As I wanted to place a super-size floral diagram on Wilma, I reached the conclusion that I wouldn't be able to finish her before my trip to the UK as the climbers over here in Spain stopped flowering weeks ago and I forgot to make a floral diagram. However rather bizarrely, our Wisteria decided to flower again yesterday. Delighted, I planned to nail this painting over the next 24 hours. How wrong was I?!
|Wilma the Wisteria (Wisteria chinensis) - a work in progress|
First up - I drew the 'mandala'. I worked out how big I wanted it to be by looking at the original and planned it out on tracing paper. Then I stuck the paper to the composition - it looked stupid. I had to keep moving the tracing paper around AND drawing it in from the paper before I could make up my mind as the extra layers of paper were fooling me each time. Every tracing I transferred onto the painting interfered with the flow of the piece and this seriously irritated me, as usually just placing the tracing paper on the composition is enough for one to judge if it looks acceptable. I was beginning to get pencil marks on my Saunders Waterford and my putty rubber had definitely seen better days. I began to blame this ridiculous process on the top-heavy composition - it was blowing my mind. After a few hours I finally felt like I had the mandala in the right place, but the whole thing still looked ridiculous to me and way too risqué. Frustrated, I put it to one side, went into the garden, picked another flower and studied the side view. I then drew the line drawing out on tracing paper and then put the entire bitch of a painting to bed.
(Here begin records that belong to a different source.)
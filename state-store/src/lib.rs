//! Durable Push State
//!
//! The single source of truth for push registrations across process restarts.
//!
//! # Features
//!
//! - **Typed Model**: `Registration` per profile, `Subscription` per channel
//! - **One Document**: everything lives in a `PushState` keyed by profile name
//! - **Atomic Saves**: `JsonFileStore` replaces its file via write-then-rename
//! - **Test Backend**: `MemoryStore` with save-failure injection
//!
//! # Quick Start
//!
//! ```rust
//! use chrono::Utc;
//! use state_store::{JsonFileStore, PushState, Registration, StateStore};
//!
//! # fn main() -> Result<(), state_store::StoreError> {
//! # let dir = std::env::temp_dir().join("state-store-doc");
//! let store = JsonFileStore::new(dir.join("PushState.json"));
//!
//! let mut state = store.load()?.unwrap_or_default();
//! state.registrations.insert(
//!     "default".to_string(),
//!     Registration::new("default", "https://push.example/", false, Utc::now()),
//! );
//! store.save(&state)?;
//!
//! assert!(store.load()?.unwrap().registration("default").is_some());
//! # Ok(())
//! # }
//! ```
//!
//! # Architecture
//!
//! ```text
//! PushState
//!     │
//!     └── registrations: BTreeMap<profile, Registration>
//!             │
//!             ├── endpoint, debug, token, uaid, secret
//!             │
//!             └── subscriptions: BTreeMap<ChannelId, Subscription>
//! ```

pub mod error;
pub mod model;
pub mod store;

pub use error::{Result, StoreError};
pub use model::{
    ChannelId, Fetched, ProfileContext, PushState, Registration, ServiceData, Subscription,
    UserAgent, PROFILE_NAME_KEY, PROFILE_PATH_KEY, SERVICE_WEBPUSH,
};
pub use store::{JsonFileStore, MemoryStore, StateStore};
With the sun turning in for the night and desperate to actually achieve something I hoiked the Pineapple out. After being sat on my shelf for a good month I was very aware of what needed sorting out in the leaf department and worked on that. This was pure joy to do and I finished it. It appears that yesterday was definitely one of those days where it was a colouring-in day and not a planning day!
|Close up on extra large flower side study (Wisteria chinensis)|
Anyway, today I work up and felt much more assertive and just painted the god damn things in whilst listening to Pink Floyd and I am happy to say that I am pleased with it. A whole day of planning, repositioning, thinking, mulling, day-time drinking and getting seriously annoyed with oneself to the point where one throws their spectacles into a dusty corner of the studio in a fit of rage, I am pleased.
It's still not quite finished, but almost. Need to get a move on though, as these flowers are disappearing fast.